Background Colorectal cancer (CRC) is one of the most common and deadly cancers in the US, and the survival rate for advanced cases is poor. While immunotherapy has revolutionized cancer treatment, CRC remains largely unresponsive, with only ~6% of patients responding to anti-PD1. Specific microbiome signatures are associated with anti-PD1 response in melanoma patients; however, the underlying mechanism remains unclear. While the microbiome in cancer patients has been extensively studied, the endogenous immune response to these microbes and the subsequent effects on cancer immunity remain unstudied. Most microbes reside within the gut, and bacteria that adhere to the intestinal epithelium can stimulate bacteria-specific immune responses. Therefore, we hypothesized that the microbiome, especially adherent, immunogenic bacteria, may support anti-tumor immunity through activation of local microbiota-specific T cells.

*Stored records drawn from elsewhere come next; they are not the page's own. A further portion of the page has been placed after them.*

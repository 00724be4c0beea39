//! Configuration loading and management for scipan.
//!
//! Settings come from built-in defaults, an optional `scipan.toml`, and
//! environment variable overrides (credentials are only ever read from the
//! environment). The resulting [`Config`] is passed explicitly to every
//! component.

use serde::{Deserialize, Serialize};
use std::num::NonZeroUsize;
use std::path::{Path, PathBuf};
use std::time::Duration;
use thiserror::Error;

/// Name of the config file looked up in the working directory
pub const CONFIG_FILE_NAME: &str = "scipan.toml";

pub const ENV_MODEL: &str = "OPENROUTER_MODEL";
pub const ENV_URL: &str = "OPENROUTER_URL";
pub const ENV_API_KEY: &str = "OPENROUTER_API_KEY";
pub const ENV_USER_AGENT: &str = "SCIPAN_USER_AGENT";

#[derive(Error, Debug)]
pub enum ConfigError {
    #[error("failed to read config file {path}: {source}")]
    ReadError {
        path: PathBuf,
        source: std::io::Error,
    },
    #[error("failed to parse config: {0}")]
    ParseError(#[from] toml::de::Error),
}

/// What the digest is about and where it goes
#[derive(Debug, Clone, Serialize, Deserialize)]
#[serde(default)]
pub struct DigestConfig {
    /// Search topic, also embedded in the digest title
    pub topic: String,
    /// Maximum number of papers requested from the feed
    pub max_results: usize,
    /// Directory receiving `digest_<date>.md`
    pub output_dir: PathBuf,
}

/// arXiv search endpoint settings
#[derive(Debug, Clone, Serialize, Deserialize)]
#[serde(default)]
pub struct ArxivConfig {
    pub base_url: String,
    pub user_agent: String,
    pub timeout_secs: u64,
}

/// Chat-completion endpoint settings
#[derive(Debug, Clone, Serialize, Deserialize)]
#[serde(default)]
pub struct LlmConfig {
    /// Model identifier (e.g., "mistralai/mistral-7b-instruct")
    pub model: String,
    /// OpenAI-compatible chat-completion URL
    pub url: String,
    pub temperature: f32,
    pub max_tokens: u32,
    pub timeout_secs: u64,
}

/// API keys configuration (loaded from environment, never from the file)
#[derive(Debug, Clone, Serialize, Deserialize, Default)]
pub struct ApiConfig {
    #[serde(skip)]
    pub openrouter_key: Option<String>,
}

/// Command-line overrides, applied after the file and environment
#[derive(Debug, Clone, Default, clap::Args)]
pub struct Overrides {
    /// Search topic (overrides config)
    #[arg(long)]
    pub topic: Option<String>,
    /// Maximum number of papers (overrides config)
    #[arg(long)]
    pub max_results: Option<NonZeroUsize>,
    /// Directory for digest files (overrides config)
    #[arg(long)]
    pub output_dir: Option<PathBuf>,
}

/// Root configuration structure
#[derive(Debug, Clone, Serialize, Deserialize, Default)]
pub struct Config {
    #[serde(default)]
    pub digest: DigestConfig,
    #[serde(default)]
    pub arxiv: ArxivConfig,
    #[serde(default)]
    pub llm: LlmConfig,
    #[serde(default)]
    pub api: ApiConfig,
}

impl Config {
    /// Load configuration from the default location, falling back to
    /// built-in defaults when no file exists.
    pub fn load() -> Result<Self, ConfigError> {
        let mut config = match Self::find_config_file() {
            Some(path) => Self::read_file(&path)?,
            None => Config::default(),
        };
        config.apply_env(|key| std::env::var(key).ok());
        Ok(config)
    }

    /// Load configuration from a specific path
    pub fn load_from(path: &Path) -> Result<Self, ConfigError> {
        let mut config = Self::read_file(path)?;
        config.apply_env(|key| std::env::var(key).ok());
        Ok(config)
    }

    fn read_file(path: &Path) -> Result<Self, ConfigError> {
        let content = std::fs::read_to_string(path).map_err(|source| ConfigError::ReadError {
            path: path.to_path_buf(),
            source,
        })?;
        Ok(toml::from_str(&content)?)
    }

    /// Override values from environment variables.
    ///
    /// Takes a lookup function so tests can supply variables without touching
    /// the process environment. Empty values count as unset.
    pub fn apply_env<F>(&mut self, lookup: F)
    where
        F: Fn(&str) -> Option<String>,
    {
        let get = |key: &str| lookup(key).filter(|v| !v.trim().is_empty());

        if let Some(model) = get(ENV_MODEL) {
            self.llm.model = model;
        }
        if let Some(url) = get(ENV_URL) {
            self.llm.url = url;
        }
        if let Some(agent) = get(ENV_USER_AGENT) {
            self.arxiv.user_agent = agent;
        }
        if let Some(key) = get(ENV_API_KEY) {
            self.api.openrouter_key = Some(key);
        }
    }

    /// Apply command-line overrides; unset flags keep the current values
    pub fn apply_overrides(&mut self, overrides: &Overrides) {
        if let Some(topic) = &overrides.topic {
            self.digest.topic = topic.clone();
        }
        if let Some(max) = overrides.max_results {
            self.digest.max_results = max.get();
        }
        if let Some(dir) = &overrides.output_dir {
            self.digest.output_dir = dir.clone();
        }
    }

    /// Find the config file in standard locations
    fn find_config_file() -> Option<PathBuf> {
        let local_config = PathBuf::from(CONFIG_FILE_NAME);
        if local_config.exists() {
            return Some(local_config);
        }

        let home_config = dirs::home_dir()?
            .join(".config")
            .join("scipan")
            .join(CONFIG_FILE_NAME);
        home_config.exists().then_some(home_config)
    }

    /// The completion API key, if one is configured
    pub fn api_key(&self) -> Option<&str> {
        self.api.openrouter_key.as_deref()
    }
}

impl ArxivConfig {
    pub fn timeout(&self) -> Duration {
        Duration::from_secs(self.timeout_secs)
    }
}

impl LlmConfig {
    pub fn timeout(&self) -> Duration {
        Duration::from_secs(self.timeout_secs)
    }
}

impl Default for DigestConfig {
    fn default() -> Self {
        Self {
            topic: "microwave plasma CVD diamond growth".to_string(),
            max_results: 10,
            output_dir: PathBuf::from("digests"),
        }
    }
}

impl Default for ArxivConfig {
    fn default() -> Self {
        Self {
            base_url: "https://export.arxiv.org/api/query".to_string(),
            user_agent: "SciPAn/1.0 (mailto:you@example.com)".to_string(),
            timeout_secs: 15,
        }
    }
}

impl Default for LlmConfig {
    fn default() -> Self {
        Self {
            model: "mistralai/mistral-7b-instruct".to_string(),
            url: "https://api.openrouter.ai/v1/chat/completions".to_string(),
            temperature: 0.5,
            max_tokens: 300,
            timeout_secs: 30,
        }
    }
}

Methods Using a carcinogen-induced mouse model of CRC, we sought to determine the impact of microbiome modulation on the anti-tumor immune response. We colonized tumor-bearing mice with Helicobacter hepaticus (Hhep) and assessed tumor burden, survival, and immune infiltration. Lymphocytes were isolated from the tumor and surrounding tissue when tumors were terminal (12 weeks). We utilized TCR transgenic mice and MHC class II tetramers to track the spatial and transcriptional Hhep-specific T cell response through 5’ single cell RNAseq, flow cytometry, and spectral immunofluorescence.

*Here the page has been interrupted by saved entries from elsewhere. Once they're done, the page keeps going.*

// This Source Code Form is subject to the terms of the Mozilla Public
// License, v. 2.0. If a copy of the MPL was not distributed with this
// file, You can obtain one at https://mozilla.org/MPL/2.0/.

//! Unit conversion between host units (feet) and schema units (meters)
//!
//! Host coordinates are carried as [`Xyz`] so that a value read from the host
//! cannot reach the schema without passing through [`Xyz::to_meters`] exactly
//! once, and cannot reach the host again without [`Xyz::from_meters`].

use nalgebra::{Point3, Vector3};
use std::ops::{Add, Mul, Sub};

/// Exact length of one international foot in meters
pub const FEET_TO_METERS: f64 = 0.3048;

/// Convert a host length (feet) into meters
#[inline]
pub fn feet_to_meters(feet: f64) -> f64 {
    feet * FEET_TO_METERS
}

/// Convert a schema length (meters) into feet
#[inline]
pub fn meters_to_feet(meters: f64) -> f64 {
    meters / FEET_TO_METERS
}

/// Convert a host area (square feet) into square meters
#[inline]
pub fn square_feet_to_square_meters(square_feet: f64) -> f64 {
    square_feet * FEET_TO_METERS * FEET_TO_METERS
}

/// A host-side coordinate or direction, expressed in feet
#[derive(Debug, Clone, Copy, PartialEq, Default)]
#[cfg_attr(feature = "serde", derive(serde::Serialize, serde::Deserialize))]
pub struct Xyz {
    pub x: f64,
    pub y: f64,
    pub z: f64,
}

impl Xyz {
    pub const ZERO: Xyz = Xyz::new(0.0, 0.0, 0.0);
    pub const BASIS_X: Xyz = Xyz::new(1.0, 0.0, 0.0);
    pub const BASIS_Y: Xyz = Xyz::new(0.0, 1.0, 0.0);
    pub const BASIS_Z: Xyz = Xyz::new(0.0, 0.0, 1.0);

    #[inline]
    pub const fn new(x: f64, y: f64, z: f64) -> Self {
        Self { x, y, z }
    }

    /// Convert a host position into a schema point in meters
    #[inline]
    pub fn to_meters(&self) -> Point3<f64> {
        Point3::new(
            feet_to_meters(self.x),
            feet_to_meters(self.y),
            feet_to_meters(self.z),
        )
    }

    /// Convert a schema point in meters back into a host position
    #[inline]
    pub fn from_meters(point: &Point3<f64>) -> Self {
        Self::new(
            meters_to_feet(point.x),
            meters_to_feet(point.y),
            meters_to_feet(point.z),
        )
    }

    /// Directions are unitless and cross the boundary unscaled
    #[inline]
    pub fn to_direction(&self) -> Vector3<f64> {
        Vector3::new(self.x, self.y, self.z)
    }

    #[inline]
    pub fn dot(&self, other: &Xyz) -> f64 {
        self.x * other.x + self.y * other.y + self.z * other.z
    }

    #[inline]
    pub fn cross(&self, other: &Xyz) -> Xyz {
        Xyz::new(
            self.y * other.z - self.z * other.y,
            self.z * other.x - self.x * other.z,
            self.x * other.y - self.y * other.x,
        )
    }

    #[inline]
    pub fn length(&self) -> f64 {
        self.dot(self).sqrt()
    }

    #[inline]
    pub fn distance_to(&self, other: &Xyz) -> f64 {
        (*self - *other).length()
    }

    /// Returns `None` for a zero-length vector
    pub fn normalize(&self) -> Option<Xyz> {
        let len = self.length();
        if len > 1e-12 {
            Some(*self * (1.0 / len))
        } else {
            None
        }
    }

    #[inline]
    pub fn is_almost_equal_to(&self, other: &Xyz, tolerance: f64) -> bool {
        self.distance_to(other) <= tolerance
    }
}

impl Add for Xyz {
    type Output = Xyz;

    fn add(self, rhs: Xyz) -> Xyz {
        Xyz::new(self.x + rhs.x, self.y + rhs.y, self.z + rhs.z)
    }
}

impl Sub for Xyz {
    type Output = Xyz;

    fn sub(self, rhs: Xyz) -> Xyz {
        Xyz::new(self.x - rhs.x, self.y - rhs.y, self.z - rhs.z)
    }
}

impl Mul<f64> for Xyz {
    type Output = Xyz;

    fn mul(self, rhs: f64) -> Xyz {
        Xyz::new(self.x * rhs, self.y * rhs, self.z * rhs)
    }
}

#[cfg(test)]
mod tests {
    use super::*;

    #[test]
    fn test_length_conversions() {
        assert_eq!(feet_to_meters(1.0), 0.3048);
        assert!((meters_to_feet(0.3048) - 1.0).abs() < 1e-12);
        assert!((square_feet_to_square_meters(100.0) - 9.290304).abs() < 1e-9);
    }

    #[test]
    fn test_xyz_round_trip_through_meters() {
        let host = Xyz::new(10.0, -3.5, 42.0);
        let point = host.to_meters();
        assert!((point.x - 3.048).abs() < 1e-12);
        assert!((point.z - 12.8016).abs() < 1e-12);

        let back = Xyz::from_meters(&point);
        assert!(back.is_almost_equal_to(&host, 1e-9));
    }

    #[test]
    fn test_directions_are_not_scaled() {
        let dir = Xyz::new(0.0, 1.0, 0.0);
        assert_eq!(dir.to_direction(), Vector3::new(0.0, 1.0, 0.0));
    }

    #[test]
    fn test_cross_and_normalize() {
        let z = Xyz::BASIS_X.cross(&Xyz::BASIS_Y);
        assert_eq!(z, Xyz::BASIS_Z);
        assert!(Xyz::ZERO.normalize().is_none());
        let n = Xyz::new(3.0, 0.0, 4.0).normalize().unwrap();
        assert!((n.length() - 1.0).abs() < 1e-12);
    }
}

Results Hhep colonization in tumor-bearing mice led to decreased tumor burden and significantly improved survival. Interestingly, colonization induced activation of Hhep-specific T follicular helper cells (TFHs) that supported formation of mature peri- or intra-tumoral tertiary lymphoid structures (TLS). The presence of TLS led to increased infiltration of cytotoxic lymphocytes (T and NK cells) within the tumor core. Surprisingly, the anti-tumor response was dependent on CD4+ T and B cells but not CD8+ T cells. Using TFH KO mice, we found that Hhep-specific CD4+ T cells were both necessary and sufficient to drive TLS maturation and anti-tumor immunity.

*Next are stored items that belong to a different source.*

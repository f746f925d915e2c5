// This Source Code Form is subject to the terms of the Mozilla Public
// License, v. 2.0. If a copy of the MPL was not distributed with this
// file, You can obtain one at https://mozilla.org/MPL/2.0/.

//! Rigid placements
//!
//! A [`Transform`] is an origin plus an orthonormal basis stored as a 4x4
//! matrix whose columns are the world-space directions of the local axes.
//! Composition is matrix multiplication.

use bim_bridge_core::HostTransform;
use nalgebra::{Matrix4, Point3, Vector3};

/// Directions closer to world Z than this are treated as vertical
const VERTICAL_DOT: f64 = 1.0 - 1e-9;

#[derive(Debug, Clone, Copy, PartialEq)]
#[cfg_attr(feature = "serde", derive(serde::Serialize, serde::Deserialize))]
pub struct Transform {
    matrix: Matrix4<f64>,
}

impl Transform {
    pub fn identity() -> Self {
        Self {
            matrix: Matrix4::identity(),
        }
    }

    /// Build from an origin and three basis axes. The axes are normalized and
    /// re-orthogonalized against `z_axis`.
    pub fn from_basis(
        origin: Point3<f64>,
        x_axis: Vector3<f64>,
        z_axis: Vector3<f64>,
    ) -> Self {
        let z = z_axis.try_normalize(1e-12).unwrap_or_else(Vector3::z);

        // Ensure X is orthogonal to Z (project X onto plane perpendicular to Z)
        let x_orthogonal = x_axis - z * x_axis.dot(&z);
        let x = match x_orthogonal.try_normalize(1e-6) {
            Some(x) => x,
            None => default_x_axis(&z),
        };

        // Right-hand rule: Y = Z x X
        let y = z.cross(&x).normalize();

        let mut matrix = Matrix4::identity();
        matrix[(0, 0)] = x.x;
        matrix[(1, 0)] = x.y;
        matrix[(2, 0)] = x.z;
        matrix[(0, 1)] = y.x;
        matrix[(1, 1)] = y.y;
        matrix[(2, 1)] = y.z;
        matrix[(0, 2)] = z.x;
        matrix[(1, 2)] = z.y;
        matrix[(2, 2)] = z.z;
        matrix[(0, 3)] = origin.x;
        matrix[(1, 3)] = origin.y;
        matrix[(2, 3)] = origin.z;

        Self { matrix }
    }

    /// Frame whose local Z follows `direction`; local X stays horizontal
    /// unless `direction` is vertical.
    pub fn perpendicular_to(origin: Point3<f64>, direction: Vector3<f64>) -> Self {
        let z = direction.try_normalize(1e-12).unwrap_or_else(Vector3::z);
        Self::from_basis(origin, default_x_axis(&z), z)
    }

    /// Convert a host placement: the origin is scaled to meters, the basis is
    /// unitless
    pub fn from_host(host: &HostTransform) -> Self {
        Self::from_basis(
            host.origin.to_meters(),
            host.basis_x.to_direction(),
            host.basis_z.to_direction(),
        )
    }

    pub fn translation(offset: Vector3<f64>) -> Self {
        Self {
            matrix: Matrix4::new_translation(&offset),
        }
    }

    /// Rotation about the local Z axis through the origin, in degrees
    pub fn rotation_z(degrees: f64) -> Self {
        let rotation = nalgebra::Rotation3::from_axis_angle(&Vector3::z_axis(), degrees.to_radians());
        Self {
            matrix: rotation.to_homogeneous(),
        }
    }

    #[inline]
    pub fn matrix(&self) -> &Matrix4<f64> {
        &self.matrix
    }

    #[inline]
    pub fn origin(&self) -> Point3<f64> {
        Point3::new(self.matrix[(0, 3)], self.matrix[(1, 3)], self.matrix[(2, 3)])
    }

    #[inline]
    pub fn x_axis(&self) -> Vector3<f64> {
        Vector3::new(self.matrix[(0, 0)], self.matrix[(1, 0)], self.matrix[(2, 0)])
    }

    #[inline]
    pub fn y_axis(&self) -> Vector3<f64> {
        Vector3::new(self.matrix[(0, 1)], self.matrix[(1, 1)], self.matrix[(2, 1)])
    }

    #[inline]
    pub fn z_axis(&self) -> Vector3<f64> {
        Vector3::new(self.matrix[(0, 2)], self.matrix[(1, 2)], self.matrix[(2, 2)])
    }

    /// Apply `self` first, then `next`
    pub fn then(&self, next: &Transform) -> Transform {
        Transform {
            matrix: next.matrix * self.matrix,
        }
    }

    /// The same placement moved by `offset` in world space
    pub fn moved(&self, offset: Vector3<f64>) -> Transform {
        self.then(&Transform::translation(offset))
    }

    pub fn inverse(&self) -> Option<Transform> {
        self.matrix.try_inverse().map(|matrix| Transform { matrix })
    }

    #[inline]
    pub fn apply_point(&self, point: &Point3<f64>) -> Point3<f64> {
        self.matrix.transform_point(point)
    }
}

impl Default for Transform {
    fn default() -> Self {
        Self::identity()
    }
}

/// Horizontal X axis for a frame with the given Z
fn default_x_axis(z: &Vector3<f64>) -> Vector3<f64> {
    let up = Vector3::z();
    if z.dot(&up).abs() > VERTICAL_DOT {
        Vector3::x()
    } else {
        up.cross(z).normalize()
    }
}

#[cfg(test)]
mod tests {
    use super::*;
    use approx::assert_relative_eq;
    use bim_bridge_core::Xyz;

    #[test]
    fn test_rotation_z_quarter_turn() {
        let t = Transform::rotation_z(90.0);
        let p = t.apply_point(&Point3::new(1.0, 0.0, 0.0));
        assert_relative_eq!(p.x, 0.0, epsilon = 1e-12);
        assert_relative_eq!(p.y, 1.0, epsilon = 1e-12);
    }

    #[test]
    fn test_perpendicular_frame_keeps_x_horizontal() {
        let t = Transform::perpendicular_to(Point3::origin(), Vector3::new(1.0, 0.0, 0.0));
        assert_relative_eq!(t.z_axis(), Vector3::x(), epsilon = 1e-12);
        assert_relative_eq!(t.x_axis(), Vector3::y(), epsilon = 1e-12);
        assert_relative_eq!(t.y_axis(), Vector3::z(), epsilon = 1e-12);

        let vertical = Transform::perpendicular_to(Point3::origin(), Vector3::z());
        assert_relative_eq!(vertical.x_axis(), Vector3::x(), epsilon = 1e-12);
    }

    #[test]
    fn test_composition_order() {
        let rotate = Transform::rotation_z(90.0);
        let shift = Transform::translation(Vector3::new(10.0, 0.0, 0.0));
        let p = rotate.then(&shift).apply_point(&Point3::new(1.0, 0.0, 0.0));
        assert_relative_eq!(p, Point3::new(10.0, 1.0, 0.0), epsilon = 1e-12);
    }

    #[test]
    fn test_from_host_scales_origin_only() {
        let host = HostTransform {
            origin: Xyz::new(10.0, 0.0, 0.0),
            ..HostTransform::identity()
        };
        let t = Transform::from_host(&host);
        assert_relative_eq!(t.origin().x, 3.048, epsilon = 1e-12);
        assert_relative_eq!(t.x_axis(), Vector3::x(), epsilon = 1e-12);
    }

    #[test]
    fn test_inverse_round_trip() {
        let t = Transform::perpendicular_to(Point3::new(1.0, 2.0, 3.0), Vector3::new(1.0, 1.0, 0.0));
        let inv = t.inverse().unwrap();
        let p = Point3::new(4.0, -2.0, 7.0);
        assert_relative_eq!(inv.apply_point(&t.apply_point(&p)), p, epsilon = 1e-9);
    }
}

Conclusions Here, we demonstrate that addition of a single bacterial species after tumor formation leads to a reduction in CRC tumor burden and increased survival through TLS maturation. This microbiome-dependent remodeling of the tumor microenvironment is driven by Hhep-specific TFH cells that are both necessary and sufficient for tumor control, demonstrating for the first time that microbiota-specific T cells contribute to anti-tumor immunity. Overall, these findings suggest that microbiome modulation and the subsequent microbiota-specific CD4+ T cell response may represent a new variety of immunotherapies for cancers that remain resistant to checkpoint blockade.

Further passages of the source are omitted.